Didier Jourdren, Le chemin dans l’herbe, éditions Petra, coll. Pierres écrites/Granit, 2018. 150 p., 15 €.

À sa place un abandon de soi qui pourrait être la préfiguration d’une mort qui serait joyeuse (certains qui en sont revenus en témoignent) ? 

J’imagine ce sentiment proche de ce que vivent ces gens qui ignorent le logos, qu’on appelle « primitifs ». Comme si on retrouvait là le mode de rapport au monde qui existait au temps où les arbres et les animaux parlaient, au moins dans les rêves.
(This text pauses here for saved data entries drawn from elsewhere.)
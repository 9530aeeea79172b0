use chrono::Duration;

/// Separator between connection indices in a `Bemerkung` annotation
pub const INDEX_SEPARATOR: char = ';';

/// Traffic light id used when none is given on the command line
pub const DEFAULT_TLS_ID: &str = "TLS_ID";

/// Output file used when none is given on the command line
pub const DEFAULT_OUTPUT_FILE: &str = "lsa.add.xml";

/// Cut points of the merged timeline closer than this are treated as one
pub const DEFAULT_CUT_TOLERANCE: Duration = Duration::milliseconds(100);

/// Number of decimal places accepted in OCIT time values (milliseconds)
pub const MAX_TIME_DECIMALS: usize = 3;

/// Label used in messages for signal groups without an `AbschaltTeilknoten`
pub const DEFAULT_NODE_LABEL: &str = "default";
use chrono::Duration;
use std::collections::BTreeMap;

/// One SUMO phase: how long it lasts and the state of every connection
#[derive(Debug, Clone, PartialEq, Eq)]
pub struct MergedPhase {
    pub duration: Duration,
    /// One character per connection index, index 0 first
    pub state: String,
}

impl MergedPhase {
    #[must_use]
    pub fn new(duration: Duration, state: impl Into<String>) -> Self {
        Self {
            duration,
            state: state.into(),
        }
    }
}

/// A synthesized traffic light program, ready to be emitted as a `tlLogic`
#[derive(Debug, Clone, PartialEq, Eq)]
pub struct TlLogic {
    /// `id` attribute: the SUMO traffic light this program belongs to
    pub id: String,
    /// `programID` attribute: the OCIT signal program it was built from
    pub program_id: String,
    pub connection_count: usize,
    pub phases: Vec<MergedPhase>,
    /// Signal groups driving each connection index
    pub index_groups: BTreeMap<usize, Vec<String>>,
}

impl TlLogic {
    #[must_use]
    pub fn cycle_length(&self) -> Duration {
        self.phases
            .iter()
            .fold(Duration::zero(), |acc, phase| acc + phase.duration)
    }
}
Chez les poètes, peut-être, se conserve la trace de ce monde d’avant la grande rationalisation ; comme signe d’une persistance, d’une résistance qui fut celle des sorciers et des sorcières (des femmes aujourd’hui ?).

Puisque la source de la poésie est bien là :

Lorsque, détaché de tout, et d’abord d’une part de soi, dépaysé, on se trouve soudain dans l’imminence des choses, l’esprit défait, dénué de toute parole.
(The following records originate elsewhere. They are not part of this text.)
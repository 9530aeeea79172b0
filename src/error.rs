//! Error taxonomy for the conversion pipeline.
//!
//! Every error aborts the whole conversion. Variants carry the intersection,
//! signal group and offending value needed to fix the input.

use thiserror::Error;

#[derive(Debug, Clone, PartialEq, Eq, Error)]
pub enum ConvertError {
    /// Structurally invalid OCIT input
    #[error("malformed OCIT input: {0}")]
    MalformedInput(String),

    #[error("signal group '{group}' of intersection '{intersection}' has no connection index annotation (Bemerkung)")]
    MissingAnnotation { intersection: String, group: String },

    #[error("signal group '{group}' of intersection '{intersection}' has an invalid connection index '{token}' in its annotation: {reason}")]
    AnnotationFormat {
        intersection: String,
        group: String,
        token: String,
        reason: String,
    },

    #[error("connection index {index} of intersection '{intersection}' is claimed by both '{first_group}' and '{second_group}'")]
    AnnotationConflict {
        intersection: String,
        index: usize,
        first_group: String,
        second_group: String,
    },

    #[error("intersection '{intersection}' has no signal group for connection index {}", format_indices(.missing))]
    IncompleteCoverage {
        intersection: String,
        missing: Vec<usize>,
    },

    #[error("signal group '{group}' of intersection '{intersection}' has cycle length {found}s, expected {expected}s")]
    CycleLengthMismatch {
        intersection: String,
        group: String,
        expected: String,
        found: String,
    },

    #[error("signal group '{group}' of intersection '{intersection}' uses state '{symbol}' which has no SUMO equivalent")]
    UnknownStateSymbol {
        intersection: String,
        group: String,
        symbol: String,
    },

    #[error("internal consistency check failed for '{intersection}': {detail}")]
    InternalConsistency { intersection: String, detail: String },

    /// Unreadable or malformed connection index table
    #[error("index table: {0}")]
    IndexTable(String),

    /// Failure while serializing the output document
    #[error("failed to write output: {0}")]
    Output(String),
}

fn format_indices(indices: &[usize]) -> String {
    indices
        .iter()
        .map(ToString::to_string)
        .collect::<Vec<_>>()
        .join(", ")
}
Donc, plutôt dépossédé que possédé par une fulgurance qu’ont décrit les mystiques, et certains poètes (en ce sens je devrais plutôt parler d’instase que d’extase). Il reste ensuite à écrire ces moments, d’abord pour tenter d’approcher ce que l’on a saisi au moment du dessaisissement, en creusant la sensation passée autant qu’il est possible (et dans cet exercice Jourdren excelle) : 

Pour ne pas rester les mains nues, dit-il.
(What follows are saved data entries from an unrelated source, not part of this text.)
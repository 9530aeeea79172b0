pub mod annotation;
pub mod index_table;
pub mod ocit;

// Re-export commonly used items
pub use annotation::{parse_annotation, resolve_intersection};
pub use index_table::IndexTable;
pub use ocit::{parse_ocit, read_intersections, IntersectionRecord, OcitDocument, SignalGroupRecord};
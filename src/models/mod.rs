mod intersection;
mod phase;
mod signal_group;
mod signal_state;

pub use intersection::{intersection_label, Intersection};
pub use phase::{MergedPhase, TlLogic};
pub use signal_group::{SignalGroup, StateProgram, TimedState};
pub use signal_state::{StateSymbol, SumoState};
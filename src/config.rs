use chrono::Duration;
use std::collections::BTreeSet;
use crate::constants::{DEFAULT_CUT_TOLERANCE, DEFAULT_TLS_ID};

/// Output document flavour
#[derive(Debug, Clone, Copy, Default, PartialEq, Eq)]
pub enum OutputFormat {
    /// SUMO additional file with `tlLogic` elements
    #[default]
    Sumo,
    /// The synthesized programs as JSON
    Json,
}

/// Settings for one conversion run
#[derive(Debug, Clone, PartialEq, Eq)]
pub struct ConvertOptions {
    /// Traffic light id in the SUMO network; the parent node id is appended to it
    pub tls_id: String,
    /// Cut points closer than this are merged
    pub cut_tolerance: Duration,
    /// Connection indices that show minor green (`g`) instead of `G`
    pub minor_indices: BTreeSet<usize>,
    /// Parent nodes (`AbschaltTeilknoten`) whose signal groups are skipped
    pub ignored_nodes: Vec<String>,
    pub format: OutputFormat,
}

impl Default for ConvertOptions {
    fn default() -> Self {
        Self {
            tls_id: DEFAULT_TLS_ID.to_string(),
            cut_tolerance: DEFAULT_CUT_TOLERANCE,
            minor_indices: BTreeSet::new(),
            ignored_nodes: Vec::new(),
            format: OutputFormat::Sumo,
        }
    }
}

impl ConvertOptions {
    /// `id` of the `tlLogic` for a parent node
    #[must_use]
    pub fn tls_id_for(&self, node: Option<&str>) -> String {
        format!("{}{}", self.tls_id, node.unwrap_or_default())
    }
}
Sans pour autant recouvrir l’expérience d’une explication qui permettrait de réduire l’étrangeté qui nous a dérangé, « dépaysé », angoissé peut-être bien, et de retrouver ainsi nos marques ordinaires.

L’écriture de Jourdren, au contraire, cherche à retrouver le chemin du dessaisissement dans une écoute de la langue, une ouverture à ce qui advient. Les mots viennent comme sont venus le bouquet d’arbres, le chant d’oiseau, Jourdren les accueille avec un même étonnement… reste ensuite à en faire un écrit. Alors, alors seulement, commence le travail de la langue...

 

Dernière minute : Didier Jourdren vient de publier, toujours chez Pétra : Petite route du dépaysement, qui prolonge Le Chemin dans l’herbe.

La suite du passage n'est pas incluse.